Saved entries
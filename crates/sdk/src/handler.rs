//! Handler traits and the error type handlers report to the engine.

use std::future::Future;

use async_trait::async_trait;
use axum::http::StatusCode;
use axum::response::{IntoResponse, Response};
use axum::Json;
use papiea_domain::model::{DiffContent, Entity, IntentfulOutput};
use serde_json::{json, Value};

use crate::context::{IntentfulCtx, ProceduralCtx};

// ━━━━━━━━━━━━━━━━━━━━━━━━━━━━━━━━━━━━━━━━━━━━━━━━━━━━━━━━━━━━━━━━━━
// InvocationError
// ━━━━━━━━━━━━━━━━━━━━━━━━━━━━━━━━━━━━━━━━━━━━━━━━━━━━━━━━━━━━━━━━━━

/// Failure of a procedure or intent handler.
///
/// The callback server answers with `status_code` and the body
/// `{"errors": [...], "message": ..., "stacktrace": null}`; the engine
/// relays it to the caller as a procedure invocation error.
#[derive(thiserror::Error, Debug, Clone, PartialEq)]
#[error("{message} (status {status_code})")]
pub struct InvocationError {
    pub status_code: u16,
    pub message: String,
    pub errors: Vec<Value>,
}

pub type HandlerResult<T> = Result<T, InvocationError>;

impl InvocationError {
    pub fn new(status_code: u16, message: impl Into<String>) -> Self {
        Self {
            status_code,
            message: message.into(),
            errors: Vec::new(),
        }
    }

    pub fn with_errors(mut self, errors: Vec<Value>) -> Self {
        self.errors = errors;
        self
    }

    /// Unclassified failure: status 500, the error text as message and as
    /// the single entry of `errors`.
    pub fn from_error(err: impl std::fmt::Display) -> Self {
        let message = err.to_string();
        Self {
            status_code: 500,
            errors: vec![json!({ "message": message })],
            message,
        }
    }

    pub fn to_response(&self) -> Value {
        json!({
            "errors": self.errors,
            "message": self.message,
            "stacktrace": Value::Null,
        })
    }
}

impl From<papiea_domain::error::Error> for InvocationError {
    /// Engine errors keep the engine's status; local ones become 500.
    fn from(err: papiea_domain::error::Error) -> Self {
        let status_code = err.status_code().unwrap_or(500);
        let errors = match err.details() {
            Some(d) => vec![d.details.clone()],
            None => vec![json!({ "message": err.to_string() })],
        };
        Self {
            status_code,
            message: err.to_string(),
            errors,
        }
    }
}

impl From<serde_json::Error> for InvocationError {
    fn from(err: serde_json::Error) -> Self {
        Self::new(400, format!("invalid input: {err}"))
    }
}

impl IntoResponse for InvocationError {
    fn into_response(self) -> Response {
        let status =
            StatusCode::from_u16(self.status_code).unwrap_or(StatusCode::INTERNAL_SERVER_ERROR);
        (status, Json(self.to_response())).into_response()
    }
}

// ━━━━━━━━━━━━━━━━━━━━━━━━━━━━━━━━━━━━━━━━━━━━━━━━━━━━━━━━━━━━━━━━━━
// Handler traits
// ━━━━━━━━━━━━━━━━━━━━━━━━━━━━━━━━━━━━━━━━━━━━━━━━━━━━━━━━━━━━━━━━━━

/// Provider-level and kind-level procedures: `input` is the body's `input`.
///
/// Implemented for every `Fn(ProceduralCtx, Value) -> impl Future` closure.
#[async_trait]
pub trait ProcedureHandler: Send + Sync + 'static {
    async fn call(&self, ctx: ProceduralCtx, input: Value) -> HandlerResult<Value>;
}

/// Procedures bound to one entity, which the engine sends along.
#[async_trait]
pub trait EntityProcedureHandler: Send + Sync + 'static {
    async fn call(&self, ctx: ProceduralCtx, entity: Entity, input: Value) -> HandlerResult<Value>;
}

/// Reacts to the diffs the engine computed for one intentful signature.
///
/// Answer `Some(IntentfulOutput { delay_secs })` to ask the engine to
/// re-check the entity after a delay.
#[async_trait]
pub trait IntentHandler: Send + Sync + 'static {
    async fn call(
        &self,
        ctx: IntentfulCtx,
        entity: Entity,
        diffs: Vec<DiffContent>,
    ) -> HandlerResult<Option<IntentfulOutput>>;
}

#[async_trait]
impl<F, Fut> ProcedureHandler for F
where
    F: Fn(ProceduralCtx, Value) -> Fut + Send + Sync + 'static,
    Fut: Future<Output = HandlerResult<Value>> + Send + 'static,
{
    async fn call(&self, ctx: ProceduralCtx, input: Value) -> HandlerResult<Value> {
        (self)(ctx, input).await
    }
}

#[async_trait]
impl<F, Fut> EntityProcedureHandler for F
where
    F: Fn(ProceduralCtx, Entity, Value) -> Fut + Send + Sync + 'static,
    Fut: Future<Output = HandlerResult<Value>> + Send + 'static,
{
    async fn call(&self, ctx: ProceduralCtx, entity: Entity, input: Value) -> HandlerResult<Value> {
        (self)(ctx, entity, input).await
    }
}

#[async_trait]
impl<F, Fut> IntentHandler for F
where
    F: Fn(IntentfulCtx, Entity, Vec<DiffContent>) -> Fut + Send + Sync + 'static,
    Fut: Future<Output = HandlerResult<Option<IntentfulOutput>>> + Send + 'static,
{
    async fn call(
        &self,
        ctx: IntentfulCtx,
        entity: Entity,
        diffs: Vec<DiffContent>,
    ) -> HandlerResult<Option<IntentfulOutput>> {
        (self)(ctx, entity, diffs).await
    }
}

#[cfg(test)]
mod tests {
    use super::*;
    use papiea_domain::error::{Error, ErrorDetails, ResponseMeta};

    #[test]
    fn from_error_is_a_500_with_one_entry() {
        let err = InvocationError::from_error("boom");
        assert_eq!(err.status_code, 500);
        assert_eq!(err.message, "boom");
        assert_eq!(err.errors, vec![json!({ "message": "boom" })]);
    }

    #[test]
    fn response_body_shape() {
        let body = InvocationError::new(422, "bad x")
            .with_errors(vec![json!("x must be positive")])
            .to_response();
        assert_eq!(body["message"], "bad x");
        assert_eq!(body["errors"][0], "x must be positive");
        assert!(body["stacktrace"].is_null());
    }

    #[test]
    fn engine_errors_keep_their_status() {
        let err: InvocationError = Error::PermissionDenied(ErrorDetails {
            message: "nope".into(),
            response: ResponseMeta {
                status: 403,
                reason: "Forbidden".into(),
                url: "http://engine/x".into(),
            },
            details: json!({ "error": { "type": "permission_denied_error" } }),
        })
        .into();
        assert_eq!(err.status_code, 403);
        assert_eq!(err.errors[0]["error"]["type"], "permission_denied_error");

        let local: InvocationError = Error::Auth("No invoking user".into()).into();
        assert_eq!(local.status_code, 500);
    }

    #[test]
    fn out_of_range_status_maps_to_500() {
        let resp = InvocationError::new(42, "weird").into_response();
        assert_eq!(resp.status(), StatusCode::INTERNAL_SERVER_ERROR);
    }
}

> **DIRECTIONS**:
From the first line down to the last, give the records again exactly.

> **ANSWER TO THE PROBLEM**:
filename crates/sdk/src/handler.rs
//! Handler traits and the error type handlers report to the engine.

use std::future::Future;

use async_trait::async_trait;
use axum::http::StatusCode;
use axum::response::{IntoResponse, Response};
use axum::Json;
use papiea_domain::model::{DiffContent, Entity, IntentfulOutput};
use serde_json::{json, Value};

use crate::context::{IntentfulCtx, ProceduralCtx};

// ━━━━━━━━━━━━━━━━━━━━━━━━━━━━━━━━━━━━━━━━━━━━━━━━━━━━━━━━━━━━━━━━━━
// InvocationError
// ━━━━━━━━━━━━━━━━━━━━━━━━━━━━━━━━━━━━━━━━━━━━━━━━━━━━━━━━━━━━━━━━━━

/// Failure of a procedure or intent handler.
///
/// The callback server answers with `status_code` and the body
/// `{"errors": [...], "message": ..., "stacktrace": null}`; the engine
/// relays it to the caller as a procedure invocation error.
#[derive(thiserror::Error, Debug, Clone, PartialEq)]
#[error("{message} (status {status_code})")]
pub struct InvocationError {
    pub status_code: u16,
    pub message: String,
    pub errors: Vec<Value>,
}

pub type HandlerResult<T> = Result<T, InvocationError>;

impl InvocationError {
    pub fn new(status_code: u16, message: impl Into<String>) -> Self {
        Self {
            status_code,
            message: message.into(),
            errors: Vec::new(),
        }
    }

    pub fn with_errors(mut self, errors: Vec<Value>) -> Self {
        self.errors = errors;
        self
    }

    /// Unclassified failure: status 500, the error text as message and as
    /// the single entry of `errors`.
    pub fn from_error(err: impl std::fmt::Display) -> Self {
        let message = err.to_string();
        Self {
            status_code: 500,
            errors: vec![json!({ "message": message })],
            message,
        }
    }

    pub fn to_response(&self) -> Value {
        json!({
            "errors": self.errors,
            "message": self.message,
            "stacktrace": Value::Null,
        })
    }
}

impl From<papiea_domain::error::Error> for InvocationError {
    /// Engine errors keep the engine's status; local ones become 500.
    fn from(err: papiea_domain::error::Error) -> Self {
        let status_code = err.status_code().unwrap_or(500);
        let errors = match err.details() {
            Some(d) => vec![d.details.clone()],
            None => vec![json!({ "message": err.to_string() })],
        };
        Self {
            status_code,
            message: err.to_string(),
            errors,
        }
    }
}

impl From<serde_json::Error> for InvocationError {
    fn from(err: serde_json::Error) -> Self {
        Self::new(400, format!("invalid input: {err}"))
    }
}

impl IntoResponse for InvocationError {
    fn into_response(self) -> Response {
        let status =
            StatusCode::from_u16(self.status_code).unwrap_or(StatusCode::INTERNAL_SERVER_ERROR);
        (status, Json(self.to_response())).into_response()
    }
}

// ━━━━━━━━━━━━━━━━━━━━━━━━━━━━━━━━━━━━━━━━━━━━━━━━━━━━━━━━━━━━━━━━━━
// Handler traits
// ━━━━━━━━━━━━━━━━━━━━━━━━━━━━━━━━━━━━━━━━━━━━━━━━━━━━━━━━━━━━━━━━━━

/// Provider-level and kind-level procedures: `input` is the body's `input`.
///
/// Implemented for every `Fn(ProceduralCtx, Value) -> impl Future` closure.
#[async_trait]
pub trait ProcedureHandler: Send + Sync + 'static {
    async fn call(&self, ctx: ProceduralCtx, input: Value) -> HandlerResult<Value>;
}

/// Procedures bound to one entity, which the engine sends along.
#[async_trait]
pub trait EntityProcedureHandler: Send + Sync + 'static {
    async fn call(&self, ctx: ProceduralCtx, entity: Entity, input: Value) -> HandlerResult<Value>;
}

/// Reacts to the diffs the engine computed for one intentful signature.
///
/// Answer `Some(IntentfulOutput { delay_secs })` to ask the engine to
/// re-check the entity after a delay.
#[async_trait]
pub trait IntentHandler: Send + Sync + 'static {
    async fn call(
        &self,
        ctx: IntentfulCtx,
        entity: Entity,
        diffs: Vec<DiffContent>,
    ) -> HandlerResult<Option<IntentfulOutput>>;
}

#[async_trait]
impl<F, Fut> ProcedureHandler for F
where
    F: Fn(ProceduralCtx, Value) -> Fut + Send + Sync + 'static,
    Fut: Future<Output = HandlerResult<Value>> + Send + 'static,
{
    async fn call(&self, ctx: ProceduralCtx, input: Value) -> HandlerResult<Value> {
        (self)(ctx, input).await
    }
}

#[async_trait]
impl<F, Fut> EntityProcedureHandler for F
where
    F: Fn(ProceduralCtx, Entity, Value) -> Fut + Send + Sync + 'static,
    Fut: Future<Output = HandlerResult<Value>> + Send + 'static,
{
    async fn call(&self, ctx: ProceduralCtx, entity: Entity, input: Value) -> HandlerResult<Value> {
        (self)(ctx, entity, input).await
    }
}

#[async_trait]
impl<F, Fut> IntentHandler for F
where
    F: Fn(IntentfulCtx, Entity, Vec<DiffContent>) -> Fut + Send + Sync + 'static,
    Fut: Future<Output = HandlerResult<Option<IntentfulOutput>>> + Send + 'static,
{
    async fn call(
        &self,
        ctx: IntentfulCtx,
        entity: Entity,
        diffs: Vec<DiffContent>,
    ) -> HandlerResult<Option<IntentfulOutput>> {
        (self)(ctx, entity, diffs).await
    }
}

#[cfg(test)]
mod tests {
    use super::*;
    use papiea_domain::error::{Error, ErrorDetails, ResponseMeta};

    #[test]
    fn from_error_is_a_500_with_one_entry() {
        let err = InvocationError::from_error("boom");
        assert_eq!(err.status_code, 500);
        assert_eq!(err.message, "boom");
        assert_eq!(err.errors, vec![json!({ "message": "boom" })]);
    }

    #[test]
    fn response_body_shape() {
        let body = InvocationError::new(422, "bad x")
            .with_errors(vec![json!("x must be positive")])
            .to_response();
        assert_eq!(body["message"], "bad x");
        assert_eq!(body["errors"][0], "x must be positive");
        assert!(body["stacktrace"].is_null());
    }

    #[test]
    fn engine_errors_keep_their_status() {
        let err: InvocationError = Error::PermissionDenied(ErrorDetails {
            message: "nope".into(),
            response: ResponseMeta {
                status: 403,
                reason: "Forbidden".into(),
                url: "http://engine/x".into(),
            },
            details: json!({ "error": { "type": "permission_denied_error" } }),
        })
        .into();
        assert_eq!(err.status_code, 403);
        assert_eq!(err.errors[0]["error"]["type"], "permission_denied_error");

        let local: InvocationError = Error::Auth("No invoking user".into()).into();
        assert_eq!(local.status_code, 500);
    }

    #[test]
    fn out_of_range_status_maps_to_500() {
        let resp = InvocationError::new(42, "weird").into_response();
        assert_eq!(resp.status(), StatusCode::INTERNAL_SERVER_ERROR);
    }
}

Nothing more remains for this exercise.